Price Peterson of TV.com gave a positive review, saying that he "really enjoyed this episode," and that "I loved the undercover work Veronica did, and I'm getting more and more invested into her relationship with Duncan." He also praised the way the season's cohesion up to the point of this episode. "After four episodes this season already feels more cohesive and better blended than last season did. Cases of the week are set up in advance, we're learning more and more about characters' backstories, the dialogue keeps getting snappier." Television Without Pity gave the episode a "B".

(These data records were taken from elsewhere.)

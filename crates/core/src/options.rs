use crate::math::Scalar;
use serde::{Deserialize, Serialize};
use std::time::Duration;

/// Settings forwarded to the QP backend on every solve.
#[derive(Debug, Clone, PartialEq, Serialize, Deserialize)]
pub struct SolveOptions {
    /// Feasibility and duality-gap tolerance.
    pub tolerance: Scalar,
    pub max_iterations: u32,
    pub max_time: Option<Duration>,
    pub equilibrate: bool,
    pub verbose: bool,
}

impl SolveOptions {
    pub fn with_tolerance(tolerance: Scalar) -> Self {
        Self {
            tolerance,
            ..Self::default()
        }
    }
}

impl Default for SolveOptions {
    fn default() -> Self {
        Self {
            tolerance: 1e-8,
            max_iterations: 200,
            max_time: None,
            equilibrate: true,
            verbose: false,
        }
    }
}
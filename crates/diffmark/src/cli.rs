//! Command line definition.

use clap::{Args, Parser, Subcommand, ValueEnum};
use diffmark_core::Granularity;
use std::path::PathBuf;

#[derive(Debug, Parser)]
#[command(name = "diffmark")]
#[command(about = "Annotate text diffs with renderer markers", long_about = None)]
pub struct Cli {
    /// Config file to use instead of .diffmark.toml lookup
    #[arg(long, global = true, value_name = "PATH")]
    pub config: Option<PathBuf>,

    #[command(subcommand)]
    pub command: Commands,
}

#[derive(Debug, Subcommand)]
pub enum Commands {
    /// Diff two files and print the annotated result
    Diff(DiffArgs),
    /// Format a compact YYYYMMDDHHmmss timestamp
    Time(TimeArgs),
    /// Hyperlink quoted URLs in highlighted markup
    Links(LinksArgs),
}

#[derive(Debug, Args)]
pub struct DiffArgs {
    /// Old file, or a JSON array of operations with --ops-json
    pub old: PathBuf,

    /// New file
    #[arg(required_unless_present = "ops_json")]
    pub new: Option<PathBuf>,

    /// Read precomputed operations from OLD instead of diffing two files
    #[arg(long, conflicts_with_all = ["new", "granularity"])]
    pub ops_json: bool,

    /// Language id passed to the renderer (defaults to the configured one)
    #[arg(short, long)]
    pub lang: Option<String>,

    /// Unit the diff is computed over
    #[arg(long, value_enum)]
    pub granularity: Option<GranularityArg>,

    /// Output format
    #[arg(long, value_enum, default_value_t = OutputFormat::Annotated)]
    pub format: OutputFormat,

    /// Also copy the output to the clipboard (on Linux this needs a running
    /// clipboard manager to outlive the process)
    #[arg(long)]
    pub copy: bool,

    /// Also export the output to this file name in the export directory
    #[arg(long, value_name = "FILE_NAME")]
    pub export: Option<String>,
}

#[derive(Debug, Args)]
pub struct TimeArgs {
    /// Timestamp in YYYYMMDDHHmmss form
    pub stamp: String,

    /// Print a relative label instead of the full date
    #[arg(short, long)]
    pub relative: bool,
}

#[derive(Debug, Args)]
pub struct LinksArgs {
    /// Markup file, or "-" for stdin
    pub input: PathBuf,
}

#[derive(Debug, Clone, Copy, PartialEq, Eq, ValueEnum)]
pub enum GranularityArg {
    Lines,
    Words,
    Chars,
}

impl From<GranularityArg> for Granularity {
    fn from(arg: GranularityArg) -> Self {
        match arg {
            GranularityArg::Lines => Granularity::Lines,
            GranularityArg::Words => Granularity::Words,
            GranularityArg::Chars => Granularity::Chars,
        }
    }
}

#[derive(Debug, Clone, Copy, PartialEq, Eq, ValueEnum)]
pub enum OutputFormat {
    /// Source with inline diff markers
    Annotated,
    /// Unified listing with +/- prefixes
    Unified,
}
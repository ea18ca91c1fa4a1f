//! Export text to a file in a target directory.

use std::fs;
use std::io;
use std::path::{Path, PathBuf};
use thiserror::Error;

/// Errors that can occur while exporting.
#[derive(Debug, Error)]
pub enum ExportError {
    #[error("Invalid export file name '{0}'")]
    InvalidFileName(String),

    #[error("Failed to write {path}: {source}")]
    Io {
        path: PathBuf,
        #[source]
        source: io::Error,
    },
}

fn io_error(path: &Path, source: io::Error) -> ExportError {
    ExportError::Io {
        path: path.to_path_buf(),
        source,
    }
}

fn validate_file_name(file_name: &str) -> Result<(), ExportError> {
    let invalid = file_name.is_empty()
        || file_name == "."
        || file_name == ".."
        || file_name.contains(['/', '\\'])
        || file_name.contains('\0');
    if invalid {
        return Err(ExportError::InvalidFileName(file_name.to_string()));
    }
    Ok(())
}

/// Write `data` to `dir/file_name` and return the final path.
///
/// The content goes to a `.part` file first and is renamed into place, so a
/// failed export never leaves a truncated file under the requested name.
/// An existing file with the same name is replaced.
pub fn export_file(data: &str, file_name: &str, dir: &Path) -> Result<PathBuf, ExportError> {
    validate_file_name(file_name)?;

    let target = dir.join(file_name);
    let partial = dir.join(format!(".{}.part", file_name));

    fs::create_dir_all(dir).map_err(|e| io_error(dir, e))?;

    if let Err(e) = fs::write(&partial, data) {
        let _ = fs::remove_file(&partial);
        return Err(io_error(&partial, e));
    }

    if let Err(e) = fs::rename(&partial, &target) {
        let _ = fs::remove_file(&partial);
        return Err(io_error(&target, e));
    }

    log::info!("Exported {} bytes to {}", data.len(), target.display());
    Ok(target)
}
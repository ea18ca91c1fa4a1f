//! Downstream boundary: renderers that consume annotated text.

use crate::model::{ChangeKind, DiffMarkers};

/// Renders annotated text for display.
///
/// A renderer must recognise the two marker tokens of its [`DiffMarkers`]
/// and must not assume every line carries one.
pub trait CodeRenderer {
    /// Rendered representation (markup, styled spans, plain text...).
    type Output;

    /// Render `annotated` as source in `language_id`.
    fn render(&self, annotated: &str, language_id: &str) -> Self::Output;
}

/// Split a marker off a single annotated line.
///
/// Returns the line's kind and its content without the marker. Lines that
/// end in neither marker are [`ChangeKind::Unchanged`] and come back whole.
pub fn parse_annotated_line<'a>(line: &'a str, markers: &DiffMarkers) -> (ChangeKind, &'a str) {
    if !markers.insertion.is_empty() {
        if let Some(content) = line.strip_suffix(markers.insertion.as_str()) {
            return (ChangeKind::Added, content);
        }
    }
    if !markers.deletion.is_empty() {
        if let Some(content) = line.strip_suffix(markers.deletion.as_str()) {
            return (ChangeKind::Removed, content);
        }
    }
    (ChangeKind::Unchanged, line)
}

/// Renders annotated text as a unified-diff style listing.
///
/// Each line is prefixed with `+`, `-` or a space and terminated by `'\n'`.
/// No highlighting is done; the language id is ignored.
#[derive(Debug, Clone, Default)]
pub struct UnifiedRenderer {
    markers: DiffMarkers,
}

impl UnifiedRenderer {
    /// Create a renderer recognising the given markers.
    pub fn new(markers: DiffMarkers) -> Self {
        Self { markers }
    }
}

impl CodeRenderer for UnifiedRenderer {
    type Output = String;

    fn render(&self, annotated: &str, _language_id: &str) -> String {
        let mut output = String::with_capacity(annotated.len() + annotated.len() / 8);
        // Split on '\n' only, like the annotator, so a '\r' stays part of
        // the line whether or not it carries a marker.
        for line in annotated.split_terminator('\n') {
            let (kind, content) = parse_annotated_line(line, &self.markers);
            output.push(kind.prefix());
            output.push_str(content);
            output.push('\n');
        }
        output
    }
}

Rowan Kaiser, writing for The A.V. Club, gave a mixed review, criticizing the case-of-the-week while praising the subplots. "The big problem is that the case…is too transparent. The nature of her boyfriend was expectedly twisty, but it was largely irrelevant." However, she lauded the development of the Fennels. "The Alicia Fennel subplot, which I was dubious about when introduced, may still be problematic, but it did give us more time with Keith Mars in a variety of different moods...and the twist at the end...was not one I expected, so kudos on that.